Concepts of entropy (or uncertainty andunpredictability) of the message and redundancy (or predetermination and predictability) very naturally correspond to our intuitive ideas about the measure of information. The more unpredictable the message (the greater its entropy, because there is less likelihood), the more information it carries. A sensation (for example, a meeting with a crocodile on Tverskaya) is a rare event, its predictability is very low, and therefore the information value is high. Often information is called news — reports of events that have just occurred, about which we still know nothing. But if they tell us about the second and third times about the same words, the redundancy of the message will be great, its unpredictability will drop to zero, and we simply will not listen, dismissing the speaker with the words "I know, I know." Therefore, the media are trying so hard to be the first. This correspondence to the intuitive feeling of novelty, which gives rise to really unexpected news, played a major role in the fact that Shannon’s article, which was not intended for the general reader, became a sensation, which the press picked up as a universal key to the knowledge of nature. - from linguists and literary critics to biologists.

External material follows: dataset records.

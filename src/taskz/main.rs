use clap::Parser;
use colored::*;
use taskz::api::TaskzApi;
use taskz::commands::{CmdMessage, MessageLevel};
use taskz::error::Result;
use taskz::model::{Status, Task};
use taskz::store::fs::FileStore;

mod args;
use args::{Cli, Commands};

fn main() {
    let cli = match Cli::try_parse() {
        Ok(cli) => cli,
        Err(e) => {
            // Help and version requests are not failures; everything else
            // (missing args, unknown commands, bad filter values, bare
            // invocation) prints usage and exits 1.
            let code = match e.kind() {
                clap::error::ErrorKind::DisplayHelp | clap::error::ErrorKind::DisplayVersion => 0,
                _ => 1,
            };
            let _ = e.print();
            std::process::exit(code);
        }
    };

    if let Err(e) = run(cli) {
        eprintln!("Error: {}", e);
        std::process::exit(1);
    }
}

fn run(cli: Cli) -> Result<()> {
    // The store is constructed here and passed down; there is no ambient
    // singleton. Storage lives at a fixed relative path (see store::fs).
    let mut api = TaskzApi::new(FileStore::default());

    match cli.command {
        Commands::Add { description } => {
            let result = api.add_task(description)?;
            print_messages(&result.messages);
        }
        Commands::Update { id, description } => {
            let result = api.update_task(id, description)?;
            print_messages(&result.messages);
        }
        Commands::Delete { id } => {
            let result = api.delete_task(id)?;
            print_messages(&result.messages);
        }
        Commands::MarkInProgress { id } => {
            let result = api.mark_task(id, Status::InProgress)?;
            print_messages(&result.messages);
        }
        Commands::MarkDone { id } => {
            let result = api.mark_task(id, Status::Done)?;
            print_messages(&result.messages);
        }
        Commands::List { status } => {
            let result = api.list_tasks(status)?;
            print_tasks(&result.listed_tasks, status);
            print_messages(&result.messages);
        }
    }

    Ok(())
}

fn print_messages(messages: &[CmdMessage]) {
    for message in messages {
        match message.level {
            MessageLevel::Info => println!("{}", message.content.dimmed()),
            MessageLevel::Success => println!("{}", message.content.green()),
            MessageLevel::Error => println!("{}", message.content.red()),
        }
    }
}

const RULE_WIDTH: usize = 50;
const TIME_FORMAT: &str = "%Y-%m-%d %H:%M:%S";

fn print_tasks(tasks: &[Task], filter: Option<Status>) {
    if tasks.is_empty() {
        return;
    }

    match filter {
        Some(f) => println!("Tasks ({}):", f),
        None => println!("Tasks:"),
    }
    println!("{}", "-".repeat(RULE_WIDTH));

    for task in tasks {
        println!(
            "{} {}. {}",
            task.status.symbol(),
            task.id,
            task.description.bold()
        );
        println!("    Status: {}", task.status);
        println!(
            "    Created: {}",
            task.created_at.format(TIME_FORMAT).to_string().dimmed()
        );
        println!(
            "    Updated: {}",
            task.updated_at.format(TIME_FORMAT).to_string().dimmed()
        );
        println!();
    }
}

But Shannon information concept - rigorous mathematical theory, and its application outside of communication theory is very unreliable. But in the theory of communication itself, it plays a central role.

Semantic information

Shannon, introducing the concept of entropy as a measureinformation, got the opportunity to work with information - first of all, to measure it and evaluate such characteristics as channel capacity or coding optimality. But the main assumption that allowed Shannon to successfully operate with information was the assumption that the generation of information is a random process that can be successfully described in terms of probability theory. If the process is non-random, that is, it obeys the laws (moreover, it is not always clear, as it happens in natural language), then Shannon's reasoning is not applicable to it. Everything Shannon says is in no way connected with the meaningfulness of the information.

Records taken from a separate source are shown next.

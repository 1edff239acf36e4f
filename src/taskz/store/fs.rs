use super::DataStore;
use crate::error::{Result, TaskzError};
use crate::model::TaskMap;
use std::fs;
use std::io::ErrorKind;
use std::path::PathBuf;

/// Fixed storage path, relative to the working directory.
pub const TASKS_FILE: &str = "tasks.json";

pub struct FileStore {
    path: PathBuf,
}

impl FileStore {
    pub fn new(path: PathBuf) -> Self {
        Self { path }
    }

    pub fn path(&self) -> &PathBuf {
        &self.path
    }

    fn write_document(&self, tasks: &TaskMap) -> Result<()> {
        let content = serde_json::to_string_pretty(tasks).map_err(TaskzError::Serialization)?;
        // Write to a sibling temp file and rename over the target so a crash
        // mid-write cannot leave a half-written document behind.
        let tmp = self.path.with_extension("json.tmp");
        fs::write(&tmp, content).map_err(TaskzError::Io)?;
        fs::rename(&tmp, &self.path).map_err(TaskzError::Io)?;
        Ok(())
    }
}

impl Default for FileStore {
    fn default() -> Self {
        Self::new(PathBuf::from(TASKS_FILE))
    }
}

impl DataStore for FileStore {
    fn load(&mut self) -> Result<TaskMap> {
        let content = match fs::read_to_string(&self.path) {
            Ok(content) => content,
            // First run: materialize an empty, well-formed document.
            Err(e) if e.kind() == ErrorKind::NotFound => {
                let tasks = TaskMap::new();
                self.save(&tasks)?;
                return Ok(tasks);
            }
            Err(e) => return Err(TaskzError::Io(e)),
        };

        match serde_json::from_str(&content) {
            Ok(tasks) => Ok(tasks),
            // Unparsable document: self-heal to an empty collection rather
            // than leaving the user stuck behind a parse error.
            Err(_) => {
                let tasks = TaskMap::new();
                self.save(&tasks)?;
                Ok(tasks)
            }
        }
    }

    fn save(&mut self, tasks: &TaskMap) -> Result<()> {
        self.write_document(tasks)
    }
}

While we are talking about characters (or letters of the alphabet),we can well argue in terms of random events, but as soon as we get to the words of the language, the situation will change dramatically. Speech is a process that is specially organized, and here the structure of the message is no less important than the characters by which it is transmitted.

More recently, it seemed that we can notto do something to get closer to measuring the meaning of the text, but in recent years the situation has begun to change. And this is primarily due to the use of artificial neural networks to the tasks of machine translation, automatic text summarization, extraction of information from texts, generation of reports in natural language. In all these tasks, the transformation, encoding and decoding of meaningful information contained in natural language takes place. And gradually, the idea of ​​information losses in such transformations, and therefore - the extent of meaningful information, is taking shape. But today the clarity and accuracy that the Shannon theory of information has in these difficult tasks is not yet.